Yeni tasarıyla kanun koyucu evliliğin gerçekliğinin yanı sıra evliliğin ahlakını da mercek altına alacak. Bunun ne anlama geleceğini henüz hiç kimse bilmiyor. Yabancı eşin akşamleyin içtiği yorgunluk birasının veya sokakta giydiği mini eteğin bu kapsama girip girmeyeceğini henüz belli değil. Kim bilir belki de ‘sadece’ pavyonda çalışan yabancı gelinler veya kadın pazarlayan yabancı damatlar evlilik yoluyla kutsal Türk vatandaşlığına almayacak…. Kanun koyucu neyi düşündüyse düşünsün, durum son derece vahim! Hangi ölçütler dikkate alınarak ahlak seviyesinin nasıl ölçüleceğine ilişkin hiçbir açıklama bulunmuyor.
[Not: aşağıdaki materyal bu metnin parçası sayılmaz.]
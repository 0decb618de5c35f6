//! This module defines the pool's unit of work and the queue that holds it.
//!
//! A [`Job`] is an owned closure handed to [`ThreadPool::add_work`]. It is
//! owned by the queue while enqueued, owned by the executing worker while
//! running, and dropped immediately after it returns.
//!
//! The [`JobQueue`] itself is a plain FIFO and does no synchronization of its
//! own; every access happens with the pool's queue mutex held. The blocking
//! and signaling protocol lives on the pool.
//!
//! [`ThreadPool::add_work`]: crate::ThreadPool::add_work

use std::collections::VecDeque;

use crate::worker::Worker;

/// A unit of work: a closure invoked with a handle to the worker thread that
/// executes it.
pub(crate) type Job = Box<dyn FnOnce(&Worker) + Send>;

// -----------------------------------------------------------------------------
// Job queue

/// A FIFO of pending jobs with an optional upper bound on its length.
pub(crate) struct JobQueue {
    jobs: VecDeque<Job>,
    /// Maximum number of queued jobs; 0 means unbounded.
    max_len: usize,
}

impl JobQueue {
    pub fn new(max_len: usize) -> JobQueue {
        JobQueue {
            jobs: VecDeque::new(),
            max_len,
        }
    }

    pub fn len(&self) -> usize {
        self.jobs.len()
    }

    pub fn max_len(&self) -> usize {
        self.max_len
    }

    /// Returns true when the queue is bounded and the bound is reached.
    pub fn is_full(&self) -> bool {
        self.max_len != 0 && self.jobs.len() >= self.max_len
    }

    pub fn push(&mut self, job: Job) {
        debug_assert!(!self.is_full());
        self.jobs.push_back(job);
    }

    pub fn pop(&mut self) -> Option<Job> {
        self.jobs.pop_front()
    }

    /// Discards every pending job. Used when a shutdown drains the queue.
    pub fn clear(&mut self) {
        self.jobs.clear();
    }
}

// -----------------------------------------------------------------------------
// Tests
Türkiye’de göç üzerine çalışan yabancı uyruklu bir sosyolog olarak birçok yabancı gelin ve damatla röportaj yapıp hayat hikâyelerini öğrendim. Bu bağlamda aşk uğruna yabancı bir ülkeye gelme kararlarını ve Türkiye’deki uyum süreçlerini öğrenip analiz ettim. Özellikle ilk yıllarını vatan hasreti, kültür şoku ve (yasal) uyum zorluklarıyla geçirdiklerini biliyorum… Öyle görünüyor ki, işleri daha da zorlaşacak. Onlarla birlikte Türkiyeli eşlerinin başları da daha fazla ağrıyacak. Artık ‘sadece’ 4817 sayılı Yabancıların Çalışma İzinleri Hakkında Kanun'un ön gördüğü gibi istisnai bir çalışma izni almaya çalışmak yeterli olmayacak ve bugünkü hükümet, bir Türkiyeli kayınvalide gibi ‘sadece’ hamarat bir gelin veya ‘iyi’ (= eve para getiren ve karısını üzmeyen) bir damat beklemekle yetinmeyecek…
Aşık yabancılara, yabancılara aşık olanlara, yabancı gelinlere ve yabancı damatlara geçmiş olsun!